The DPRK government wants its slave subjects all back, it will harm the families of those who do not return, and if they all return it will hail that it was because of the indomitable strength and indefatigable will of the leaders, party, army and state that the "south Korean puppets" submitted to the will of the people who wanted to return to their beloved socialist motherland, after witnessing the degradation and depravity of life in the "US-occupied south".  

So for now, the DPRK is refusing to receive those who want to return home, because it is using the families of those who don't, as political footballs.  If it cared one jot for the people concerned, it would allow the families of those who want to stay in south Korea to follow them, and then allow those who wish to return to do so, in full knowledge that they also could bring their families south.

However, in a socialist totalitarian prison state, it isn't about the people - it is about the system.  The people are cogs in the wheel of a system ostensibly about people, but which is as distant from human compassion as you could possibly be.

27 February 2011

Vogue felches another dictator

The world of fashion presents itself as being about aesthetics.

This week Vogue magazine has shown itself to be so skindeep as to be sickening.


Assad is President because his father was.  He inherited it from his delightful father Hafez al-Assad.  Hafez al-Assad established a police state under rule of the Ba'ath Party combining Soviet style socialism with the brutality of an ethnic minority (he was Alawite) seeking to dominate a majority that might otherwise be less enthused about his rule.

The Syrian police state detains without trial and executes political opponents.  There is no independent media or political dissent permitted in Syria.   One of its techniques of extracting information from dissidents is the "Syrian chair" which carefully bends ones back backwards until vertebrae break one at a time.

Vogue didn't mention that though.

Neither did Vogue mention the at least 17,000 people massacred at Hama in 1982, as Assad senior sought to wipe out the Muslim Brotherhood, but essentially shelled and bombed the city for days on end to clear the population.   

However it did mention how Bashar Assad won the 2000 election with 97% of the vote - no questioning of that at all.   Not a mention of how free and fair Syrian elections are not.

Yet the article is mostly about his wife.  A London born Syrian girl, daughter of a cardiologist who was working with JP Morgan when she started "dating a family friend" who was Bashar.  As if that was just like anyone dating the son of a dictator.  What a world!

The rest of it is gushing sycophancy.  All the good work she does, how "normal" their life really is, and how she is part of the effort to modernise Syria and build a civil society in a Middle East full of Islamists.

Yes.  

No difficult questions asked about torture, extrajudicial executions and political prisoners.  Nothing about the suppression of speech and political discourse.  Nothing about alliances with Iran, nothing about invading Lebanon.  Nothing about overthrowing its elected government.  Nothing about chemical and biological weapons. 

Foreign Policy says:

It's hard to imagine that a Vogue editor woke up this morning and decided it wouldn't be hugely embarrassing to publish a puff piece today, at the moment of the greatest upheaval in the Middle East in two generations, about Syria's ruling family. But that appears to be exactly what happened. 

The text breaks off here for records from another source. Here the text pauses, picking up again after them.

//! RecoveryEngine: the operations callers use.
//!
//! Each operation resolves the table's descriptor, takes the table guard,
//! fetches what it needs from the store, and hands plain values back. No
//! rows are cached between calls.

use std::sync::Arc;
use std::time::Instant;

use chrono::{DateTime, Utc};
use rayon::prelude::*;
use tracing::{info, warn};

use flightvault_core::config::FlightVaultConfig;
use flightvault_core::errors::{FlightVaultResult, RecoveryError, StoreError};
use flightvault_core::models::{
    CandidateWindow, DiffResult, HealthScore, LocateOutcome, LocateResult, RestoreOptions,
    RestorePlan, RestoreResult, SchemaDescriptor, SchemaRegistry, Snapshot,
};
use flightvault_core::time::format_timestamp;
use flightvault_core::traits::ITemporalStore;

use crate::diff::{DiffAnalyzer, FieldReconciliation};
use crate::health::{HealthBaseline, HealthScorer, ReferenceIndex, ScoringContext};
use crate::locator::{LocateRequest, SmartRestoreLocator};
use crate::lock::TableLocks;
use crate::restore::{DependencyGraph, RelatedTables, SelectiveRestoreExecutor};

/// Temporal recovery over one store.
pub struct RecoveryEngine {
    store: Arc<dyn ITemporalStore>,
    config: FlightVaultConfig,
    registry: SchemaRegistry,
    graph: DependencyGraph,
    analyzer: DiffAnalyzer,
    scorer: Arc<HealthScorer>,
    locator: SmartRestoreLocator,
    executor: SelectiveRestoreExecutor,
    locks: TableLocks,
}

impl RecoveryEngine {
    /// Validate `config` and build an engine with the default check set.
    pub fn new(store: Arc<dyn ITemporalStore>, config: FlightVaultConfig) -> FlightVaultResult<Self> {
        config.validate()?;
        let registry = config.schema_registry();
        let graph = DependencyGraph::from_registry(&registry);
        let analyzer = DiffAnalyzer::from_config(&config.diff);
        let scorer = Arc::new(HealthScorer::new(
            &config.health,
            config.locator.pass_threshold,
            analyzer,
        ));
        let locator = SmartRestoreLocator::new(config.locator.clone(), Arc::clone(&scorer));
        let executor = SelectiveRestoreExecutor::new(analyzer, config.restore.clone());

        info!(
            tables = registry.len(),
            threshold = config.locator.pass_threshold,
            "recovery engine ready"
        );
        Ok(Self {
            store,
            config,
            registry,
            graph,
            analyzer,
            scorer,
            locator,
            executor,
            locks: TableLocks::new(),
        })
    }

    /// Replace the health scorer, e.g. to add custom checks.
    pub fn with_scorer(mut self, scorer: HealthScorer) -> Self {
        self.scorer = Arc::new(scorer);
        self.locator = SmartRestoreLocator::new(self.config.locator.clone(), Arc::clone(&self.scorer));
        self
    }

    /// Share an existing guard registry, e.g. between engines over the same
    /// store.
    pub fn with_locks(mut self, locks: TableLocks) -> Self {
        self.locks = locks;
        self
    }

    pub fn config(&self) -> &FlightVaultConfig {
        &self.config
    }

    pub fn registry(&self) -> &SchemaRegistry {
        &self.registry
    }

    pub fn dependency_graph(&self) -> &DependencyGraph {
        &self.graph
    }

    pub fn locks(&self) -> &TableLocks {
        &self.locks
    }

    pub fn scorer(&self) -> &HealthScorer {
        &self.scorer
    }

    // ─── Diff ───────────────────────────────────────────────────────────────

    /// Field-level changes of `table` between two instants.
    pub fn diff(
        &self,
        table: &str,
        earlier: DateTime<Utc>,
        later: DateTime<Utc>,
    ) -> FlightVaultResult<DiffResult> {
        self.diff_with(table, earlier, later, &FieldReconciliation::Strict)
    }

    pub fn diff_with(
        &self,
        table: &str,
        earlier: DateTime<Utc>,
        later: DateTime<Utc>,
        reconciliation: &FieldReconciliation,
    ) -> FlightVaultResult<DiffResult> {
        if earlier > later {
            return Err(RecoveryError::InvalidWindow {
                reason: format!(
                    "diff of {table}: {} is after {}",
                    format_timestamp(&earlier),
                    format_timestamp(&later)
                ),
            }
            .into());
        }
        let schema = self.registry.get(table)?;
        let _guard = self.locks.acquire_shared(table, "diff")?;
        let before = self.snapshot(schema, earlier)?;
        let after = self.snapshot(schema, later)?;
        self.analyzer.diff_with(&before, &after, reconciliation)
    }

    // ─── Score ──────────────────────────────────────────────────────────────

    /// Health of `table` at `at`, against a baseline taken one lookback
    /// earlier. Without a retained baseline only absolute checks apply.
    pub fn score(&self, table: &str, at: DateTime<Utc>) -> FlightVaultResult<HealthScore> {
        let anchor_at = at - self.config.locator.lookback();
        self.score_against(table, at, Some(anchor_at))
    }

    /// Health of `table` at `at`, against the state at `anchor_at`.
    pub fn score_against(
        &self,
        table: &str,
        at: DateTime<Utc>,
        anchor_at: Option<DateTime<Utc>>,
    ) -> FlightVaultResult<HealthScore> {
        let schema = self.registry.get(table)?;
        let _guard = self.locks.acquire_shared(table, "score")?;

        let baseline = match anchor_at {
            Some(anchor_at) => match self.snapshot(schema, anchor_at) {
                Ok(anchor) => HealthBaseline::from_snapshot(&anchor, schema),
                Err(e) if is_unanswerable(&e) => {
                    warn!(table, error = %e, "baseline unavailable; scoring without one");
                    HealthBaseline::empty()
                }
                Err(e) => return Err(e.into()),
            },
            None => HealthBaseline::empty(),
        };

        let snapshot = self.snapshot(schema, at)?;
        let references = self.references(schema)?;
        let ctx = ScoringContext::new(schema, &baseline, &references);
        Ok(self.scorer.score(&snapshot, &ctx))
    }

    // ─── Locate ─────────────────────────────────────────────────────────────

    /// Search `window` for the latest healthy point of `table`.
    pub fn locate_restore_point(
        &self,
        table: &str,
        window: CandidateWindow,
        deadline: Option<Instant>,
    ) -> FlightVaultResult<LocateResult> {
        let schema = self.registry.get(table)?;
        let _guard = self.locks.acquire_shared(table, "locate")?;
        let references = self.references(schema)?;
        let request = LocateRequest {
            schema,
            references: &references,
            window,
            deadline,
        };
        self.locator.locate(self.store.as_ref(), &request)
    }

    /// Search the configured lookback ending now.
    pub fn locate_recent(&self, table: &str) -> FlightVaultResult<LocateResult> {
        let window = CandidateWindow::ending_at(Utc::now(), self.config.locator.lookback())?;
        self.locate_restore_point(table, window, None)
    }

    /// Search several tables in parallel. Results keep the input order.
    pub fn locate_many(
        &self,
        tables: &[&str],
        window: CandidateWindow,
        deadline: Option<Instant>,
    ) -> Vec<(String, FlightVaultResult<LocateResult>)> {
        tables
            .par_iter()
            .map(|table| {
                (
                    table.to_string(),
                    self.locate_restore_point(table, window, deadline),
                )
            })
            .collect()
    }

    // ─── Restore ────────────────────────────────────────────────────────────

    /// Classify every divergence of `table` between now and `target`.
    pub fn plan_restore(
        &self,
        table: &str,
        target: DateTime<Utc>,
        options: &RestoreOptions,
    ) -> FlightVaultResult<RestorePlan> {
        let schema = self.registry.get(table)?;
        let _guard = self.locks.acquire_shared(table, "plan")?;
        self.build_plan(schema, target, options)
    }

    /// Restore `table` selectively to its state at `target`.
    ///
    /// A dry run only plans. A real run holds the table exclusively and
    /// applies every revert in one atomic batch.
    pub fn selective_restore(
        &self,
        table: &str,
        target: DateTime<Utc>,
        dry_run: bool,
        options: &RestoreOptions,
    ) -> FlightVaultResult<RestoreResult> {
        let schema = self.registry.get(table)?;
        let _guard = if dry_run {
            self.locks.acquire_shared(table, "restore preview")?
        } else {
            self.locks.acquire_exclusive(table, "restore")?
        };

        let plan = self.build_plan(schema, target, options)?;
        let result = self
            .executor
            .apply(self.store.as_ref(), plan, dry_run, options)?;
        info!(
            table,
            target = %format_timestamp(&target),
            dry_run,
            restored = result.restored,
            removed = result.removed,
            preserved = result.preserved,
            ambiguous = result.ambiguous,
            final_count = result.final_record_count,
            duration_ms = result.duration_ms,
            "selective restore finished"
        );
        Ok(result)
    }

    /// Restore to a located point.
    ///
    /// Refuses a destructive run below the confidence floor unless the
    /// caller confirms. The corruption window defaults to the one the search
    /// bracketed.
    pub fn restore_located(
        &self,
        located: &LocateResult,
        dry_run: bool,
        options: &RestoreOptions,
    ) -> FlightVaultResult<RestoreResult> {
        let target = match (located.outcome, located.suggested_timestamp) {
            (LocateOutcome::Failed, _) | (_, None) => {
                return Err(RecoveryError::NoRestorePoint {
                    table: located.table.clone(),
                    reason: located.reason.clone(),
                }
                .into())
            }
            (_, Some(target)) => target,
        };

        let floor = self.config.locator.confidence_floor;
        let below_floor =
            located.outcome == LocateOutcome::LowConfidence || located.confidence < floor;
        if !dry_run
            && below_floor
            && self.config.restore.require_confirmation_below_floor
            && !options.confirm_low_confidence
        {
            warn!(
                table = %located.table,
                confidence = located.confidence,
                floor,
                "refusing unconfirmed restore below the confidence floor"
            );
            return Err(RecoveryError::LowConfidence {
                table: located.table.clone(),
                confidence: located.confidence,
                floor,
            }
            .into());
        }

        let mut options = options.clone();
        if options.corruption_window.is_none() {
            options.corruption_window =
                located.corruption_window(self.config.restore.corruption_span());
        }
        self.selective_restore(&located.table, target, dry_run, &options)
    }

    // ─── Internals ──────────────────────────────────────────────────────────

    fn snapshot(&self, schema: &SchemaDescriptor, at: DateTime<Utc>) -> Result<Snapshot, StoreError> {
        self.store.snapshot_at(&schema.name, &schema.key_field, at)
    }

    fn current(&self, schema: &SchemaDescriptor) -> Result<Snapshot, StoreError> {
        self.store.current(&schema.name, &schema.key_field)
    }

    /// Current key sets of every table `schema` references.
    fn references(&self, schema: &SchemaDescriptor) -> FlightVaultResult<ReferenceIndex> {
        let mut index = ReferenceIndex::new();
        for fk in &schema.foreign_keys {
            if fk.references_table == schema.name
                || index.is_indexed(&fk.references_table, &fk.references_field)
            {
                continue;
            }
            let referenced = self.registry.get(&fk.references_table)?;
            match self.current(referenced) {
                Ok(snapshot) => index.index_snapshot(&snapshot, &fk.references_field),
                Err(StoreError::UnknownTable { .. }) => {
                    warn!(table = %fk.references_table, "referenced table is not in the store");
                }
                Err(e) => return Err(e.into()),
            }
        }
        Ok(index)
    }

    fn build_plan(
        &self,
        schema: &SchemaDescriptor,
        target: DateTime<Utc>,
        options: &RestoreOptions,
    ) -> FlightVaultResult<RestorePlan> {
        let current = self.current(schema)?;
        let at_target = self.snapshot(schema, target)?;
        let related = self.related(schema, target)?;
        self.executor
            .plan(&current, &at_target, &self.graph, &related, options)
    }

    /// Current and target states of tables linked to `schema` by a foreign
    /// key. A target the store no longer retains is left out.
    fn related(&self, schema: &SchemaDescriptor, target: DateTime<Utc>) -> FlightVaultResult<RelatedTables> {
        let mut related = RelatedTables::new();
        for table in self.graph.related_tables(&schema.name) {
            let Ok(other) = self.registry.get(&table) else {
                continue;
            };
            match self.current(other) {
                Ok(snapshot) => related.insert_current(snapshot),
                Err(StoreError::UnknownTable { .. }) => continue,
                Err(e) => return Err(e.into()),
            }
            match self.snapshot(other, target) {
                Ok(snapshot) => related.insert_at_target(snapshot),
                Err(e) if is_unanswerable(&e) => {
                    warn!(table = %table, error = %e, "related table has no state at the target");
                }
                Err(e) => return Err(e.into()),
            }
        }
        Ok(related)
    }
}

fn is_unanswerable(error: &StoreError) -> bool {
    matches!(
        error,
        StoreError::NoSuchTimestamp { .. } | StoreError::OutOfRetentionWindow { .. }
    )
}
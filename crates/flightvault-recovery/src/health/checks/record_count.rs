use flightvault_core::models::{CheckResult, CheckStatus, Snapshot};

use super::result;
use crate::health::{HealthCheck, ScoringContext};

/// Compares the record count to the baseline expectation.
///
/// Shortfall declines linearly; a count under `min_fraction` of expected is
/// critical. Growth beyond `max_growth` is penalized and turns critical past
/// twice that multiple.
#[derive(Debug, Clone)]
pub struct RecordCountCheck {
    weight: f64,
    min_fraction: f64,
    max_growth: f64,
}

impl RecordCountCheck {
    pub const NAME: &'static str = "record_count";

    pub fn new(weight: f64, min_fraction: f64, max_growth: f64) -> Self {
        Self {
            weight,
            min_fraction,
            max_growth,
        }
    }
}

impl HealthCheck for RecordCountCheck {
    fn name(&self) -> &'static str {
        Self::NAME
    }

    fn weight(&self) -> f64 {
        self.weight
    }

    fn evaluate(&self, snapshot: &Snapshot, ctx: &ScoringContext<'_>) -> CheckResult {
        let expected = ctx.baseline.expected_count;
        let actual = snapshot.len();
        if expected == 0 {
            return CheckResult::healthy(
                Self::NAME,
                self.weight,
                format!("{actual} records, no expectation"),
            );
        }

        let ratio = actual as f64 / expected as f64;
        let detail = format!("{actual} records, expected {expected} ({:.1}%)", ratio * 100.0);

        if ratio > self.max_growth {
            let score = 100.0 - (ratio - self.max_growth) * 100.0;
            let status = if ratio > 2.0 * self.max_growth {
                CheckStatus::Critical
            } else {
                CheckStatus::Warning
            };
            return result(Self::NAME, self.weight, score, status, detail);
        }
        if ratio >= 1.0 {
            return result(Self::NAME, self.weight, 100.0, CheckStatus::Healthy, detail);
        }

        let warn_below = 1.0 - (1.0 - self.min_fraction) / 2.0;
        let status = if ratio < self.min_fraction {
            CheckStatus::Critical
        } else if ratio < warn_below {
            CheckStatus::Warning
        } else {
            CheckStatus::Healthy
        };
        result(Self::NAME, self.weight, ratio * 100.0, status, detail)
    }
}
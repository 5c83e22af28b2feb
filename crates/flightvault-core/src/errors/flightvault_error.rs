use super::error_code::ErrorCode;
use super::{RecoveryError, StoreError};

/// Top-level error type for the FlightVault workspace.
/// All subsystem errors convert into this via `From` impls.
#[derive(Debug, thiserror::Error)]
pub enum FlightVaultError {
    #[error("store error: {0}")]
    Store(#[from] StoreError),

    #[error("recovery error: {0}")]
    Recovery(#[from] RecoveryError),

    #[error("config error: {0}")]
    ConfigError(String),

    #[error("config parse error: {0}")]
    ConfigParse(#[from] toml::de::Error),

    #[error("serialization error: {0}")]
    SerializationError(#[from] serde_json::Error),
}

impl FlightVaultError {
    /// The adapter error behind this failure, if any.
    pub fn as_store(&self) -> Option<&StoreError> {
        match self {
            Self::Store(e) => Some(e),
            _ => None,
        }
    }

    /// The engine error behind this failure, if any.
    pub fn as_recovery(&self) -> Option<&RecoveryError> {
        match self {
            Self::Recovery(e) => Some(e),
            _ => None,
        }
    }
}

impl ErrorCode for FlightVaultError {
    fn error_code(&self) -> &'static str {
        match self {
            Self::Store(e) => e.error_code(),
            Self::Recovery(e) => e.error_code(),
            Self::ConfigError(_) | Self::ConfigParse(_) => "CONFIG_ERROR",
            Self::SerializationError(_) => "SERIALIZATION_ERROR",
        }
    }
}

/// Convenience type alias.
pub type FlightVaultResult<T> = Result<T, FlightVaultError>;
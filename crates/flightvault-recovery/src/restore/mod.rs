//! Selective Restore Executor.
//!
//! Classifies every identity that differs between now and the target:
//! - deleted since the target: revert (re-insert)
//! - added since the target: preserve, ambiguous when it references a row
//!   lost since the target or was created inside the corruption window
//! - modified: revert when modified inside the corruption window, preserve
//!   after it, ambiguous when the modification time is unknown
//!
//! Caller rules override the defaults and manual decisions override rules.
//! Ambiguous entries are never applied.

mod apply;
mod classify;
mod dependency;
mod plan;

use flightvault_core::config::RestoreConfig;
use flightvault_core::errors::FlightVaultResult;
use flightvault_core::models::{RestoreOptions, RestorePlan, RestoreResult, Snapshot};
use flightvault_core::traits::ITemporalStore;

pub use classify::{CompiledRule, RuleSet};
pub use dependency::{validate as validate_dependencies, DependencyGraph, RelatedTables};

use crate::diff::DiffAnalyzer;
use plan::{build_plan, default_window, Planning};

/// Plans and applies record-selective restores.
#[derive(Debug, Clone)]
pub struct SelectiveRestoreExecutor {
    analyzer: DiffAnalyzer,
    config: RestoreConfig,
}

impl SelectiveRestoreExecutor {
    pub fn new(analyzer: DiffAnalyzer, config: RestoreConfig) -> Self {
        Self { analyzer, config }
    }

    pub fn config(&self) -> &RestoreConfig {
        &self.config
    }

    /// Classify every divergence between `current` and `target`.
    ///
    /// Without an explicit corruption window in `options`, the window is
    /// `(target, target + corruption_span]`.
    pub fn plan(
        &self,
        current: &Snapshot,
        target: &Snapshot,
        graph: &DependencyGraph,
        related: &RelatedTables,
        options: &RestoreOptions,
    ) -> FlightVaultResult<RestorePlan> {
        let planning = Planning {
            analyzer: &self.analyzer,
            graph,
            related,
            options,
            window: default_window(options, target.as_of(), self.config.corruption_span()),
        };
        build_plan(&planning, current, target)
    }

    /// Preview (`dry_run`) or execute a plan as one atomic batch.
    ///
    /// Dependency warnings block execution unless `options` allows them.
    pub fn apply(
        &self,
        store: &dyn ITemporalStore,
        plan: RestorePlan,
        dry_run: bool,
        options: &RestoreOptions,
    ) -> FlightVaultResult<RestoreResult> {
        apply::execute(
            store,
            plan,
            dry_run,
            options.allow_dependency_violations,
            self.config.verify_after_apply,
            &self.analyzer,
        )
    }
}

The article does not once mention the protests currently under way in the Middle East, including scattered evidence of demonstrations in Syria. Instead, the article focuses on Syrian first lady Asma Assad -- the "freshest and most magnetic of first ladies," endowed with "[d]ark-brown eyes, wavy chin-length brown hair, long neck, an energetic grace." At a time when other Middle Eastern first ladies, notably Tunisia's Leila Trabelsi, have been the target of protesters' wrath, this may not be the wisest moment for Asma to flaunt her glamour.

Vogue.  Not just vapid and intellectual fodder with those with the depth of a teenage groupie, but instrumental in providing succour and good publicity to dictatorship.   Then again, Naomi Campbell's brainlessness in her dealings with dictator Charles Taylor was simply more evidence of an industry built on making money from being clueless.